**Description of the task:**
Whenever a line of the listing contains the string "SessionError", return that line.

..........

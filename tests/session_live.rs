// tests/session_live.rs
// Live mode against a scripted stream source: retries, validation, shutdown, drain.

use anyhow::{anyhow, Result};
use async_trait::async_trait;
use std::collections::VecDeque;
use std::sync::{Arc, Mutex};
use std::time::Duration;
use tokio::sync::mpsc;

use topic_pulse::sink::{MemoryWriter, SinkAdapter};
use topic_pulse::stream::{StreamHandle, StreamMessage, StreamSource};
use topic_pulse::{
    Pipeline, PipelineContext, RetryPolicy, SessionError, SessionState, TaskQueue,
    TrustedSourceSet, Vocabulary,
};

enum Step {
    Refuse,
    Open {
        payloads: Vec<String>,
        fail_after: bool,
    },
}

#[derive(Default)]
struct FakeStream {
    steps: Mutex<VecDeque<Step>>,
    tracks: Mutex<Vec<String>>,
    open: Mutex<Vec<mpsc::Sender<StreamMessage>>>,
}

impl FakeStream {
    fn with_steps(steps: Vec<Step>) -> Arc<Self> {
        Arc::new(Self {
            steps: Mutex::new(steps.into()),
            ..Self::default()
        })
    }
}

#[async_trait]
impl StreamSource for FakeStream {
    async fn connect(&self, track: &str) -> Result<StreamHandle> {
        self.tracks.lock().unwrap().push(track.to_string());
        let step = self.steps.lock().unwrap().pop_front().unwrap_or(Step::Refuse);
        match step {
            Step::Refuse => Err(anyhow!("401 from stream endpoint")),
            Step::Open {
                payloads,
                fail_after,
            } => {
                let (tx, handle) = StreamHandle::channel(payloads.len() + 1);
                for p in payloads {
                    tx.send(StreamMessage::Data(p)).await.unwrap();
                }
                if fail_after {
                    tx.send(StreamMessage::Error(anyhow!("connection reset")))
                        .await
                        .unwrap();
                } else {
                    self.open.lock().unwrap().push(tx);
                }
                Ok(handle)
            }
        }
    }
    fn name(&self) -> &'static str {
        "fake"
    }
}

fn payload(id: u32, author: &str, text: &str) -> String {
    serde_json::json!({ "id_str": id.to_string(), "text": text, "user": { "screen_name": author } })
        .to_string()
}

fn pipeline(writer: Arc<MemoryWriter>) -> Pipeline {
    let ctx = PipelineContext::new(
        Vocabulary::from_terms(["api", "api design"]),
        TrustedSourceSet::from_handles(["@friendly_dev"]),
        SinkAdapter::new(writer, "events"),
    )
    .unwrap();
    let (queue, _worker) = TaskQueue::start();
    Pipeline::new(ctx, queue)
}

async fn wait_for_points(writer: &MemoryWriter, n: usize) {
    tokio::time::timeout(Duration::from_secs(5), async {
        while writer.points().len() < n {
            tokio::time::sleep(Duration::from_millis(5)).await;
        }
    })
    .await
    .expect("points never arrived");
}

#[tokio::test]
async fn reconnects_then_streams_until_shutdown() {
    let writer = Arc::new(MemoryWriter::default());
    let p = pipeline(writer.clone());
    let source = FakeStream::with_steps(vec![
        Step::Refuse,
        Step::Refuse,
        Step::Open {
            payloads: vec![
                payload(1, "friendly_dev", "API design review today"),
                "{not json".to_string(),
                payload(2, "someone", "coffee"),
                payload(3, "someone", "new api docs"),
            ],
            fail_after: false,
        },
    ]);

    let mut session = p.live_session(source.clone(), RetryPolicy::immediate(5));
    let stop = session.shutdown_handle();
    let run = tokio::spawn(async move {
        let outcome = session.run().await;
        (outcome, session)
    });

    wait_for_points(&writer, 2).await;
    stop.notify_one();
    let (outcome, session) = run.await.unwrap();

    assert!(outcome.is_ok());
    assert_eq!(session.state(), SessionState::Stopped);
    assert_eq!(session.attempt_count(), 0);
    assert_eq!(
        source.tracks.lock().unwrap().as_slice(),
        &["api,api design", "api,api design", "api,api design"]
    );

    p.queue().wait_idle().await;
    let points = writer.points();
    assert_eq!(points.len(), 2);
    assert_eq!(points[0].tags.get("keywords").map(String::as_str), Some("api,api design"));
    assert_eq!(points[1].tags.get("keywords").map(String::as_str), Some("api"));
}

#[tokio::test]
async fn exhausted_retries_fail_but_queued_work_drains() {
    let writer = Arc::new(MemoryWriter::default());
    let p = pipeline(writer.clone());
    let source = FakeStream::with_steps(vec![Step::Open {
        payloads: vec![
            payload(10, "someone", "api outage"),
            payload(11, "someone", "api fixed"),
        ],
        fail_after: true,
    }]);

    let mut session = p.live_session(source.clone(), RetryPolicy::immediate(5));
    let outcome = session.run().await;

    match outcome {
        Err(SessionError::RetriesExhausted { attempts, .. }) => assert_eq!(attempts, 6),
        other => panic!("expected retries exhausted, got {other:?}"),
    }
    assert_eq!(session.state(), SessionState::Failed);
    // one open plus five refused reconnects
    assert_eq!(source.tracks.lock().unwrap().len(), 6);

    p.queue().wait_idle().await;
    assert_eq!(writer.points().len(), 2);
}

..........

**Task solution:**
    Pipeline, PipelineContext, RetryPolicy, SessionError, SessionState, TaskQueue,
        Err(SessionError::RetriesExhausted { attempts, .. }) => assert_eq!(attempts, 6),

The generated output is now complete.